Abstract
The processing of DNA double-strand breaks (DSBs) depends on the dynamic characteristics of chromatin. To investigate how abrupt changes in chromatin compaction alter these dynamics and affect DSB processing and repair, we exposed irradiated cells to hypotonic stress (HypoS). Densitometric and chromosome-length analyses show that HypoS transiently decompacts chromatin without inducing histone modifications known from regulated local chromatin decondensation, or changes in Micrococcal Nuclease (MNase) sensitivity. HypoS leaves undisturbed initial stages of DNA-damage-response (DDR), such as radiation-induced ATM activation and H2AX-phosphorylation. However, detection of ATM-pS1981, γ-H2AX and 53BP1 foci is reduced in a protein, cell cycle phase and cell line dependent manner; likely secondary to chromatin decompaction that disrupts the focal organization of DDR proteins. While HypoS only exerts small effects on classical nonhomologous end-joining (c-NHEJ) and alternative end-joining (alt-EJ), it markedly suppresses homologous recombination (HR) without affecting DNA end-resection at DSBs, and clearly enhances single-strand annealing (SSA). These shifts in pathway engagement are accompanied by decreases in HR-dependent chromatid-break repair in the G2-phase, and by increases in alt-EJ and SSA-dependent chromosomal translocations. Consequently, HypoS sensitizes cells to ionizing radiation (IR)-induced killing.
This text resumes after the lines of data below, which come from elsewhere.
use core_types::ParseError;
use std::path::PathBuf;
use thiserror::Error;

#[derive(Error, Debug)]
pub enum LoadError {
    #[error("Input directory not found: {}", .0.display())]
    DirectoryNotFound(PathBuf),

    #[error("I/O error on {}: {source}", .path.display())]
    Io {
        path: PathBuf,
        #[source]
        source: std::io::Error,
    },

    #[error("Malformed tabular data in {}: {source}", .path.display())]
    Csv {
        path: PathBuf,
        #[source]
        source: csv::Error,
    },

    #[error("{} is missing required column '{column}'", .path.display())]
    MissingColumn { path: PathBuf, column: &'static str },

    #[error("{}, line {line}: {source}", .path.display())]
    Parse {
        path: PathBuf,
        line: u64,
        #[source]
        source: ParseError,
    },

    #[error("Unsupported file type (expected .csv or .tsv): {}", .0.display())]
    UnsupportedFormat(PathBuf),
}
use crate::error::AnalyticsError;
use chrono::NaiveDate;
use core_types::{PnlSign, TradeRecord};
use rust_decimal::Decimal;
use tracing::debug;

/// A maximal run of consecutive trades, in exit-time order, that share a P&L sign.
///
/// Members are borrowed as a contiguous sub-slice of the sorted collection, so a
/// streak can never skip a trade.
#[derive(Debug, Clone, Copy, PartialEq, Eq)]
pub struct Streak<'a> {
    kind: PnlSign,
    trades: &'a [TradeRecord],
    total_pnl: Decimal,
}

impl<'a> Streak<'a> {
    /// `trades` must be non-empty.
    fn new(kind: PnlSign, trades: &'a [TradeRecord]) -> Result<Self, AnalyticsError> {
        debug_assert!(!trades.is_empty());
        let total_pnl = trades
            .iter()
            .try_fold(Decimal::ZERO, |acc, t| acc.checked_add(t.pnl))
            .ok_or(AnalyticsError::Overflow("streak total_pnl"))?;

        Ok(Self {
            kind,
            trades,
            total_pnl,
        })
    }

    pub fn kind(&self) -> PnlSign {
        self.kind
    }

    pub fn is_winning(&self) -> bool {
        self.kind.is_winning()
    }

    pub fn trades(&self) -> &'a [TradeRecord] {
        self.trades
    }

    pub fn len(&self) -> usize {
        self.trades.len()
    }

    /// Never true for a detected streak.
    pub fn is_empty(&self) -> bool {
        self.trades.is_empty()
    }

    pub fn total_pnl(&self) -> Decimal {
        self.total_pnl
    }

    pub fn start_date(&self) -> NaiveDate {
        self.trades[0].date
    }

    pub fn end_date(&self) -> NaiveDate {
        self.trades[self.trades.len() - 1].date
    }
}

/// Scanner state while walking the sorted trades. There is always an open
/// streak once the first trade has been seen.
#[derive(Debug, Clone, Copy, PartialEq, Eq)]
enum ScanState {
    BuildingWinning { start: usize },
    BuildingLosing { start: usize },
}

impl ScanState {
    fn open(sign: PnlSign, start: usize) -> Self {
        match sign {
            PnlSign::Winning => ScanState::BuildingWinning { start },
            PnlSign::Losing => ScanState::BuildingLosing { start },
        }
    }

    fn sign(&self) -> PnlSign {
        match self {
            ScanState::BuildingWinning { .. } => PnlSign::Winning,
            ScanState::BuildingLosing { .. } => PnlSign::Losing,
        }
    }

    fn start(&self) -> usize {
        match *self {
            ScanState::BuildingWinning { start } | ScanState::BuildingLosing { start } => start,
        }
    }

    /// Closes the open streak just before `end`.
    fn close<'a>(
        &self,
        trades: &'a [TradeRecord],
        end: usize,
    ) -> Result<Streak<'a>, AnalyticsError> {
        Streak::new(self.sign(), &trades[self.start()..end])
    }
}

/// Splits already-sorted trades into maximal same-sign runs.
///
/// A sign change closes the open streak and opens a new one at the current
/// trade; the final open streak is closed at the end of the slice. Fails if a
/// streak's total P&L does not fit in a `Decimal`.
pub fn segment(trades: &[TradeRecord]) -> Result<StreakSet<'_>, AnalyticsError> {
    let mut streaks = Vec::new();

    let Some(first) = trades.first() else {
        return Ok(StreakSet { streaks });
    };

    let mut state = ScanState::open(first.sign(), 0);
    for (i, trade) in trades.iter().enumerate().skip(1) {
        let sign = trade.sign();
        if sign != state.sign() {
            streaks.push(state.close(trades, i)?);
            state = ScanState::open(sign, i);
        }
    }
    streaks.push(state.close(trades, trades.len())?);

    Ok(StreakSet { streaks })
}

/// Every streak found in one pass, in detection (chronological) order.
#[derive(Debug, Clone, Default, PartialEq, Eq)]
pub struct StreakSet<'a> {
    streaks: Vec<Streak<'a>>,
}

impl<'a> StreakSet<'a> {
    pub fn all(&self) -> &[Streak<'a>] {
        &self.streaks
    }

    pub fn winning(&self) -> impl Iterator<Item = Streak<'a>> + '_ {
        self.streaks.iter().copied().filter(|s| s.is_winning())
    }

    pub fn losing(&self) -> impl Iterator<Item = Streak<'a>> + '_ {
        self.streaks.iter().copied().filter(|s| !s.is_winning())
    }

    pub fn len(&self) -> usize {
        self.streaks.len()
    }

    pub fn is_empty(&self) -> bool {
        self.streaks.is_empty()
    }

    /// The `n` most profitable winning streaks and the `n` most costly losing
    /// streaks.
    ///
    /// Winning streaks are ordered by total P&L descending, losing streaks
    /// ascending. Both sorts are stable, so equal totals keep detection order
    /// and the earlier streak ranks first. Fewer than `n` streaks are returned
    /// as-is.
    pub fn rank(&self, n: usize) -> RankedStreaks<'a> {
        let mut winning: Vec<_> = self.winning().collect();
        winning.sort_by(|a, b| b.total_pnl.cmp(&a.total_pnl));
        winning.truncate(n);

        let mut losing: Vec<_> = self.losing().collect();
        losing.sort_by_key(|s| s.total_pnl);
        losing.truncate(n);

        RankedStreaks { winning, losing }
    }
}

/// Top-N streaks of each kind, best first.
#[derive(Debug, Clone, Default, PartialEq, Eq)]
pub struct RankedStreaks<'a> {
    pub winning: Vec<Streak<'a>>,
    pub losing: Vec<Streak<'a>>,
}

/// Sorts a trade collection chronologically and segments it into streaks.
#[derive(Debug, Default)]
pub struct StreakDetector {}

impl StreakDetector {
    pub fn new() -> Self {
        Self::default()
    }

    /// Sorts `trades` by exit time in place, then segments them.
    ///
    /// The sort is stable: trades sharing an exit time keep their load order,
    /// which decides which streak they fall into.
    pub fn detect<'a>(
        &self,
        trades: &'a mut [TradeRecord],
    ) -> Result<StreakSet<'a>, AnalyticsError> {
        trades.sort_by_key(|t| t.exit_time);
        let trades: &'a [TradeRecord] = trades;

        let set = segment(trades)?;
        debug!(
            trades = trades.len(),
            winning = set.winning().count(),
            losing = set.losing().count(),
            "segmented trades into streaks"
        );
        Ok(set)
    }
}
We conclude that HypoS-induced global chromatin decompaction compromises regulated chromatin dynamics and genomic stability by suppressing DSB-processing by HR, and allowing error-prone processing by alt-EJ and SSA.
Highlights
Each cell has to deal with tens of thousands of DNA lesions every day [1] that can cause mutations endangering genomic stability
Transfer of actively growing retinal epithelial cells (RPE) cells to hypotonic medium stresses cells by causing water influx that increases their volume by about 5% within 5 min (Figure 1a)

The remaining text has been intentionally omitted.